Here is a quick overview of the IRA limits. I think these confuse people and should be clarified better by the FDIC. The FDIC covers your IRA for $250,000. This is as long as it is held at an FDIC institution AND is invested in FDIC insurance covered products. That means you must be invested in that banks CDs, money market accounts, or savings accounts. If you are invested in money market mutual funds, mutual funds, stocks, bonds, etc. you DO NOT receive the FDIC insurance. You invest in those products at your own risk.

For example, if you have an IRA at Fidelity or Vanguard and it is invested in their mutual funds. You do not receive the insurance on your account. If you have an IRA at Bank of America and it is invested in their CDs, you will receive coverage up to $250,000.

Once again, these limits will revert back to $100,000 per account after December 31, 2009. Please keep that in mind as you plan for the future.
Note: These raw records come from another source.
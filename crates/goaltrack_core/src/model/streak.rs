//! Streak continuity model.
//!
//! # Responsibility
//! - Define the per-goal streak counters and the append-only history entry.
//! - Compute the next streak record for one completion/non-completion event.
//!
//! # Invariants
//! - `best >= current` after every update.
//! - Calendar dates are compared in the time zone of the caller-supplied `now`.
//! - A missing `last_completed` counts as neither today nor yesterday.
//! - Every update call yields exactly one history entry.

use chrono::{DateTime, NaiveDate, TimeZone, Utc};
use serde::{Deserialize, Serialize};
use uuid::Uuid;

/// Stable identifier of one streak history row.
pub type StreakHistoryId = Uuid;

/// Current/best counters for one goal.
#[derive(Debug, Clone, Copy, PartialEq, Eq, Serialize, Deserialize)]
pub struct StreakRecord {
    /// Consecutive qualifying days ending at `last_completed`.
    pub current: u32,
    /// Highest `current` ever reached.
    pub best: u32,
    /// Last completion instant. `None` when unknown or unparsable in storage.
    pub last_completed: Option<DateTime<Utc>>,
}

impl StreakRecord {
    /// Creates the initial record for a freshly created goal.
    pub fn started_at(now: DateTime<Utc>) -> Self {
        Self {
            current: 0,
            best: 0,
            last_completed: Some(now),
        }
    }

    /// Returns whether counters satisfy `best >= current`.
    pub fn is_consistent(&self) -> bool {
        self.best >= self.current
    }
}

/// One immutable streak log row.
#[derive(Debug, Clone, Copy, PartialEq, Eq, Serialize, Deserialize)]
pub struct StreakHistoryEntry {
    pub id: StreakHistoryId,
    pub date: DateTime<Utc>,
    pub completed: bool,
}

impl StreakHistoryEntry {
    /// Creates a history entry with a generated id.
    pub fn new(date: DateTime<Utc>, completed: bool) -> Self {
        Self {
            id: Uuid::new_v4(),
            date,
            completed,
        }
    }
}

/// Outcome of one streak update call.
#[derive(Debug, Clone, Copy, PartialEq, Eq)]
pub struct StreakUpdate {
    /// Record before the update.
    pub previous: StreakRecord,
    /// Record to persist.
    pub record: StreakRecord,
    /// History row to append, regardless of counter changes.
    pub entry: StreakHistoryEntry,
}

impl StreakUpdate {
    /// Returns whether `current`, `best` or `last_completed` changed.
    pub fn counters_changed(&self) -> bool {
        self.previous != self.record
    }

    /// Returns whether this update raised the best streak.
    pub fn best_improved(&self) -> bool {
        self.record.best > self.previous.best
    }
}

/// Computes the next streak record for a completion event on `now`'s date.
///
/// Rules:
/// - completed and last completion not today: `current` becomes
///   `current + 1` when last completion was yesterday, else `1`; `best`
///   follows; `last_completed = now`.
/// - not completed and last completion today: `current` decrements
///   (saturating at zero); `last_completed` unchanged.
/// - anything else leaves the record unchanged.
pub fn update_streak<Tz: TimeZone>(
    record: &StreakRecord,
    completed_today: bool,
    now: &DateTime<Tz>,
) -> StreakUpdate {
    let today = now.date_naive();
    let last_date = record
        .last_completed
        .map(|last| last.with_timezone(&now.timezone()).date_naive());
    let is_today = last_date == Some(today);
    let is_yesterday = last_date.is_some() && last_date == today.pred_opt();

    let mut next = *record;
    if completed_today && !is_today {
        next.current = if is_yesterday {
            record.current.saturating_add(1)
        } else {
            1
        };
        next.best = next.current.max(record.best);
        next.last_completed = Some(now.with_timezone(&Utc));
    } else if !completed_today && is_today {
        next.current = record.current.saturating_sub(1);
    }
    // Stored records may predate validation.
    next.best = next.best.max(next.current);

    StreakUpdate {
        previous: *record,
        record: next,
        entry: StreakHistoryEntry::new(now.with_timezone(&Utc), completed_today),
    }
}

/// Returns the calendar date of `instant` in `zone`.
pub fn local_date<Tz: TimeZone>(instant: DateTime<Utc>, zone: &Tz) -> NaiveDate {
    instant.with_timezone(zone).date_naive()
}

#[cfg(test)]
mod tests {
    use super::{local_date, update_streak, StreakRecord};
    use chrono::{DateTime, Duration, FixedOffset, TimeZone, Utc};

    fn at(day: u32, hour: u32) -> DateTime<Utc> {
        Utc.with_ymd_and_hms(2024, 3, day, hour, 0, 0).unwrap()
    }

    fn record(current: u32, best: u32, last: Option<DateTime<Utc>>) -> StreakRecord {
        StreakRecord {
            current,
            best,
            last_completed: last,
        }
    }

    #[test]
    fn completion_after_yesterday_on_fresh_streak_starts_at_one() {
        let update = update_streak(&record(0, 0, Some(at(9, 20))), true, &at(10, 8));
        assert_eq!(update.record.current, 1);
        assert_eq!(update.record.best, 1);
        assert_eq!(update.record.last_completed, Some(at(10, 8)));
        assert!(update.entry.completed);
        assert_eq!(update.entry.date, at(10, 8));
    }

    #[test]
    fn consecutive_days_increment_current_and_best() {
        let day1 = update_streak(&record(0, 0, Some(at(1, 9))), true, &at(3, 9));
        assert_eq!(day1.record.current, 1);

        let day2 = update_streak(&day1.record, true, &at(4, 21));
        assert_eq!(day2.record.current, 2);
        assert_eq!(day2.record.best, 2);
        assert!(day2.best_improved());
    }

    #[test]
    fn gap_longer_than_one_day_resets_current() {
        let update = update_streak(&record(5, 7, Some(at(1, 12))), true, &at(4, 12));
        assert_eq!(update.record.current, 1);
        assert_eq!(update.record.best, 7);
    }

    #[test]
    fn uncompleting_today_decrements_and_keeps_last_completed() {
        let last = at(10, 7);
        let update = update_streak(&record(3, 4, Some(last)), false, &at(10, 18));
        assert_eq!(update.record.current, 2);
        assert_eq!(update.record.best, 4);
        assert_eq!(update.record.last_completed, Some(last));
        assert!(!update.entry.completed);
    }

    #[test]
    fn uncompleting_today_saturates_at_zero() {
        let update = update_streak(&record(0, 2, Some(at(10, 7))), false, &at(10, 9));
        assert_eq!(update.record.current, 0);
    }

    #[test]
    fn uncompleting_on_another_day_is_a_noop() {
        let before = record(3, 3, Some(at(8, 7)));
        let update = update_streak(&before, false, &at(10, 9));
        assert_eq!(update.record, before);
        assert!(!update.counters_changed());
    }

    #[test]
    fn second_completion_on_same_date_keeps_counters() {
        let first = update_streak(&record(1, 1, Some(at(9, 7))), true, &at(10, 7));
        let second = update_streak(&first.record, true, &at(10, 22));
        assert_eq!(second.record, first.record);
        assert!(!second.counters_changed());
        assert_ne!(first.entry.id, second.entry.id);
    }

    #[test]
    fn missing_last_completed_forces_restart_on_completion() {
        let update = update_streak(&record(4, 6, None), true, &at(10, 7));
        assert_eq!(update.record.current, 1);
        assert_eq!(update.record.best, 6);
    }

    #[test]
    fn missing_last_completed_ignores_uncompletion() {
        let before = record(4, 6, None);
        let update = update_streak(&before, false, &at(10, 7));
        assert_eq!(update.record, before);
    }

    #[test]
    fn calendar_dates_follow_the_time_zone_of_now() {
        // 23:30 UTC on the 9th is already the 10th at UTC+2.
        let last = Utc.with_ymd_and_hms(2024, 3, 9, 23, 30, 0).unwrap();
        let zone = FixedOffset::east_opt(2 * 3600).unwrap();
        let now = zone.with_ymd_and_hms(2024, 3, 10, 20, 0, 0).unwrap();
        assert_eq!(local_date(last, &zone), now.date_naive());

        let update = update_streak(&record(2, 2, Some(last)), true, &now);
        assert_eq!(update.record.current, 2);

        let utc_now = now.with_timezone(&Utc);
        let update = update_streak(&record(2, 2, Some(last)), true, &utc_now);
        assert_eq!(update.record.current, 3);
    }

    #[test]
    fn inconsistent_input_is_repaired_on_update() {
        let update = update_streak(&record(5, 2, Some(at(9, 7))), true, &at(10, 7));
        assert_eq!(update.record.current, 6);
        assert_eq!(update.record.best, 6);
    }

    #[test]
    fn best_never_drops_below_current_across_mixed_sequences() {
        let mut current = record(0, 0, Some(at(1, 0)));
        let mut now = at(1, 12);
        let pattern = [true, true, false, true, false, false, true, true, true, false];
        for (step, completed) in pattern.iter().cycle().take(60).enumerate() {
            let update = update_streak(&current, *completed, &now);
            assert!(update.record.is_consistent(), "step {step}");
            current = update.record;
            now += if step % 3 == 0 {
                Duration::hours(30)
            } else {
                Duration::hours(5)
            };
        }
    }
}
//! Connection bootstrap utilities for SQLite.
//!
//! # Responsibility
//! - Open file or in-memory SQLite connections.
//! - Configure connection pragmas required by core behavior.
//! - Trigger schema migrations before returning a usable connection.
//!
//! # Invariants
//! - Returned connections have `foreign_keys=ON` (milestones and streak
//!   history cascade with their goal).
//! - Returned connections have migrations fully applied.

use super::migrations::apply_migrations;
use super::{DbError, DbResult};
use log::{error, info};
use rusqlite::Connection;
use std::path::Path;
use std::time::{Duration, Instant};

const BUSY_TIMEOUT: Duration = Duration::from_secs(5);

/// Opens a SQLite database file and applies all pending migrations.
///
/// Missing parent directories are created first.
///
/// # Side effects
/// - Performs connection bootstrap and migration checks.
/// - Emits `db_open` logging events with duration and status.
pub fn open_db(path: impl AsRef<Path>) -> DbResult<Connection> {
    let path = path.as_ref();
    let started_at = Instant::now();
    info!("event=db_open module=db status=start mode=file");

    if let Some(parent) = path.parent().filter(|dir| !dir.as_os_str().is_empty()) {
        if let Err(source) = std::fs::create_dir_all(parent) {
            error!(
                "event=db_open module=db status=error mode=file duration_ms={} error_code=db_dir_failed error={}",
                started_at.elapsed().as_millis(),
                source
            );
            return Err(DbError::CreateDir {
                path: parent.to_path_buf(),
                source,
            });
        }
    }

    finish_open("file", started_at, Connection::open(path))
}

/// Opens an in-memory SQLite database and applies all pending migrations.
///
/// # Side effects
/// - Performs connection bootstrap and migration checks.
/// - Emits `db_open` logging events with duration and status.
pub fn open_db_in_memory() -> DbResult<Connection> {
    let started_at = Instant::now();
    info!("event=db_open module=db status=start mode=memory");
    finish_open("memory", started_at, Connection::open_in_memory())
}

fn finish_open(
    mode: &'static str,
    started_at: Instant,
    opened: rusqlite::Result<Connection>,
) -> DbResult<Connection> {
    let mut conn = match opened {
        Ok(conn) => conn,
        Err(err) => {
            error!(
                "event=db_open module=db status=error mode={} duration_ms={} error_code=db_open_failed error={}",
                mode,
                started_at.elapsed().as_millis(),
                err
            );
            return Err(err.into());
        }
    };

    match bootstrap_connection(&mut conn) {
        Ok(()) => {
            info!(
                "event=db_open module=db status=ok mode={} duration_ms={}",
                mode,
                started_at.elapsed().as_millis()
            );
            Ok(conn)
        }
        Err(err) => {
            error!(
                "event=db_open module=db status=error mode={} duration_ms={} error_code=db_bootstrap_failed error={}",
                mode,
                started_at.elapsed().as_millis(),
                err
            );
            Err(err)
        }
    }
}

fn bootstrap_connection(conn: &mut Connection) -> DbResult<()> {
    conn.execute_batch("PRAGMA foreign_keys = ON;")?;
    conn.busy_timeout(BUSY_TIMEOUT)?;
    apply_migrations(conn)?;
    Ok(())
}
When browsing FDIC banks you may be tempted by some of the best CD rates to go over the FDIC limits, but this is not a good move. No matter how good a bank deal is, you should always stay under the FDIC limits. This is a hard rule that should never be broken.

Move 2 Years Worth of Major Expenses to a Savings Account?

I typically enjoy reading Money Magazine. But this month’s edition of “The Crisis: What Do I Do Now” kind of upset me. This month’s editor’s note contradicts itself quite a bit. Eric Schurenberg gives his take on “What Not To Believe About the Crisis”. When he gets to the section about how the economy is “fundamentally strong” is where it gets kind of strange and out of whack. In that section he has this to say:

In times like this, phrases like “fundamentally strong” conjure images of Herbert Hoover, as John McCain now knows. Even so, I happen to agree – in the long run. For now, we have a lot of debt to work out. Housing prices have further to fall, and a recession is probably inevitable. But over the next several years, I believe you will be rewarded for acting calmly today. If you haven’t already, move what you need to cover major expenses for the next TWO YEARS into a bank account or money fund. But don’t bail out now, not when stocks are 30% less risky than they were a year ago. As Harold Evensky, the veteran financial planner, tells his clients, “Now is the worst time in the world not to be invested.” The reason you diversified was to get through times like this. Although it may not feel very pleasant right now, this was part of your plan. Stick to it.

I could not believe that he recommended that you put 2 years worth of expenses into a money fund! Are you kidding me? He then stated that you should stay invested! Now that is what I call contradiction!

What do you think about this recommendation? Am I right to be outraged by it or do I not see it as the rest of you do? Do any of you have TWO YEARS worth of expenses in a money fund?